Ein Hauptproblem: Versicherer müssen die medizinisch angezeigten Leistungen vor der Behandlungen meist erst genehmigen. Schon vor drei Jahren beschrieb Robert H. Shmerling von der medizinischen Fakultät der Harvard Medical School das System dem Bericht nach als teuer, kompliziert, dysfunktional und kaputt.
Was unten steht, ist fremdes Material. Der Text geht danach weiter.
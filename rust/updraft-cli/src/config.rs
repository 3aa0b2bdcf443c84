//! Configuration file parsing for `updraft.toml`.
//!
//! Searches current directory then ancestors, falling back to
//! `~/.config/updraft/updraft.toml` if no project-level file is found.
//! Relative paths in a file are resolved against that file's directory.

use serde::{Deserialize, Serialize};
use std::path::{Path, PathBuf};
use std::time::Duration;
use updraft_core::repository::{DEFAULT_EXPIRY_DAYS, DEFAULT_ROOT_EXPIRY_DAYS};
use updraft_core::RepositoryConfig;

pub const CONFIG_FILE: &str = "updraft.toml";

#[derive(Debug, Deserialize, Serialize, Default, Clone, PartialEq)]
pub struct UpdraftConfig {
    #[serde(default)]
    pub client: ClientSection,
    #[serde(default)]
    pub repository: RepositorySection,
}

/// `[client]`: where updates come from and where they land.
#[derive(Debug, Deserialize, Serialize, Clone, PartialEq)]
#[serde(default)]
pub struct ClientSection {
    pub base_url: Option<String>,
    pub metadata_dir: PathBuf,
    pub download_dir: PathBuf,
    pub timeout_secs: u64,
    pub chunk_size: usize,
}

impl Default for ClientSection {
    fn default() -> Self {
        Self {
            base_url: None,
            metadata_dir: PathBuf::from("client-metadata"),
            download_dir: PathBuf::from("downloads"),
            timeout_secs: 30,
            chunk_size: 4096,
        }
    }
}

impl ClientSection {
    pub fn timeout(&self) -> Duration {
        Duration::from_secs(self.timeout_secs)
    }
}

/// `[repository]`: authoring-side locations and metadata lifetimes.
#[derive(Debug, Deserialize, Serialize, Clone, PartialEq)]
#[serde(default)]
pub struct RepositorySection {
    pub repo_dir: PathBuf,
    pub keys_dir: PathBuf,
    pub expiry_days: i64,
    pub root_expiry_days: i64,
    /// Environment variable holding the key passphrase.
    pub passphrase_env: String,
}

impl Default for RepositorySection {
    fn default() -> Self {
        Self {
            repo_dir: PathBuf::from("repository"),
            keys_dir: PathBuf::from("keys"),
            expiry_days: DEFAULT_EXPIRY_DAYS,
            root_expiry_days: DEFAULT_ROOT_EXPIRY_DAYS,
            passphrase_env: "UPDRAFT_KEY_PASSPHRASE".to_string(),
        }
    }
}

impl RepositorySection {
    pub fn to_repository_config(&self) -> RepositoryConfig {
        let mut config = RepositoryConfig::new(&self.repo_dir, &self.keys_dir);
        config.expiry_days = self.expiry_days;
        config.root_expiry_days = self.root_expiry_days;
        config
    }
}

impl UpdraftConfig {
    /// Load config from `updraft.toml`, searching current dir then parents.
    /// Returns `Default` when no file is found.
    pub fn load() -> Result<Self, String> {
        Ok(Self::load_with_path()?.map(|(_path, cfg)| cfg).unwrap_or_default())
    }

    /// Load config and return the path to the config file that was found.
    pub fn load_with_path() -> Result<Option<(PathBuf, Self)>, String> {
        match Self::find() {
            Some(path) => Self::load_from(&path).map(|cfg| Some((path, cfg))),
            None => Ok(None),
        }
    }

    /// Load config from a specific file path.
    pub fn load_from(path: &Path) -> Result<Self, String> {
        let content = std::fs::read_to_string(path)
            .map_err(|e| format!("cannot read '{}': {}", path.display(), e))?;
        let mut cfg: Self = toml::from_str(&content)
            .map_err(|e| format!("invalid toml in '{}': {}", path.display(), e))?;
        if let Some(base) = path.parent() {
            cfg.resolve_relative_to(base);
        }
        Ok(cfg)
    }

    fn find() -> Option<PathBuf> {
        let mut dir = std::env::current_dir().ok()?;
        loop {
            let config_path = dir.join(CONFIG_FILE);
            if config_path.is_file() {
                return Some(config_path);
            }
            if !dir.pop() {
                break;
            }
        }
        let global = dirs::home_dir()?
            .join(".config")
            .join("updraft")
            .join(CONFIG_FILE);
        global.is_file().then_some(global)
    }

    /// Parse a TOML string directly. Paths stay as written.
    pub fn from_toml(s: &str) -> Result<Self, toml::de::Error> {
        toml::from_str(s)
    }

    fn resolve_relative_to(&mut self, base: &Path) {
        for path in [
            &mut self.client.metadata_dir,
            &mut self.client.download_dir,
            &mut self.repository.repo_dir,
            &mut self.repository.keys_dir,
        ] {
            if path.is_relative() {
                *path = base.join(&*path);
            }
        }
    }

    /// A commented `updraft.toml` with every default spelled out.
    pub fn default_template() -> &'static str {
        r#"# Updraft configuration

[client]
# base_url = "https://updates.example.com"
metadata_dir = "client-metadata"
download_dir = "downloads"
timeout_secs = 30
chunk_size = 4096

[repository]
repo_dir = "repository"
keys_dir = "keys"
expiry_days = 7
root_expiry_days = 365
passphrase_env = "UPDRAFT_KEY_PASSPHRASE"
"#
    }
}

// ---------------------------------------------------------------------------
// Tests
// ---------------------------------------------------------------------------

#[cfg(test)]
mod tests {
    use super::*;
    use pretty_assertions::assert_eq;

    #[test]
    fn parse_client_section() {
        let toml_str = r#"
[client]
base_url = "http://127.0.0.1:8001"
timeout_secs = 5
"#;
        let cfg = UpdraftConfig::from_toml(toml_str).expect("should parse");
        assert_eq!(cfg.client.base_url.as_deref(), Some("http://127.0.0.1:8001"));
        assert_eq!(cfg.client.timeout(), Duration::from_secs(5));
        // Unset keys keep their defaults.
        assert_eq!(cfg.client.chunk_size, 4096);
        assert_eq!(cfg.client.download_dir, PathBuf::from("downloads"));
    }

    #[test]
    fn parse_repository_section() {
        let toml_str = r#"
[repository]
repo_dir = "/srv/updates"
expiry_days = 1
passphrase_env = "MY_PASS"
"#;
        let cfg = UpdraftConfig::from_toml(toml_str).expect("should parse");
        assert_eq!(cfg.repository.repo_dir, PathBuf::from("/srv/updates"));
        assert_eq!(cfg.repository.expiry_days, 1);
        assert_eq!(cfg.repository.root_expiry_days, 365);
        assert_eq!(cfg.repository.passphrase_env, "MY_PASS");

        let repo = cfg.repository.to_repository_config();
        assert_eq!(repo.expiry_days, 1);
        assert_eq!(repo.metadata_dir(), PathBuf::from("/srv/updates/metadata"));
    }

    #[test]
    fn empty_string_returns_default() {
        let cfg = UpdraftConfig::from_toml("").expect("empty toml is valid");
        assert_eq!(cfg, UpdraftConfig::default());
    }

    #[test]
    fn invalid_toml_returns_error() {
        assert!(UpdraftConfig::from_toml("[broken").is_err());
        assert!(UpdraftConfig::from_toml("[client]\ntimeout_secs = \"soon\"").is_err());
    }

    #[test]
    fn default_template_matches_defaults() {
        let cfg = UpdraftConfig::from_toml(UpdraftConfig::default_template())
            .expect("default template must be valid toml");
        assert_eq!(cfg, UpdraftConfig::default());
    }

    #[test]
    fn load_from_resolves_relative_paths() {
        let dir = tempfile::tempdir().unwrap();
        let path = dir.path().join(CONFIG_FILE);
        std::fs::write(
            &path,
            "[client]\nmetadata_dir = \"meta\"\ndownload_dir = \"/abs/downloads\"\n",
        )
        .unwrap();

        let cfg = UpdraftConfig::load_from(&path).unwrap();
        assert_eq!(cfg.client.metadata_dir, dir.path().join("meta"));
        assert_eq!(cfg.client.download_dir, PathBuf::from("/abs/downloads"));
        assert_eq!(cfg.repository.keys_dir, dir.path().join("keys"));
    }

    #[test]
    fn load_from_missing_file_is_error() {
        let err = UpdraftConfig::load_from(Path::new("/definitely/not/here.toml")).unwrap_err();
        assert!(err.contains("cannot read"));
    }
}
Dadurch werde massive Ungleichheit gefördert. "Das derzeitige US-Gesundheitssystem neigt auf grausame Weise dazu, eine qualitativ hochwertige Versorgung für diejenigen zu verzögern oder zu verweigern, die sie am dringendsten benötigen, sich aber die hohen Kosten nicht leisten können", kritisierte der Experte.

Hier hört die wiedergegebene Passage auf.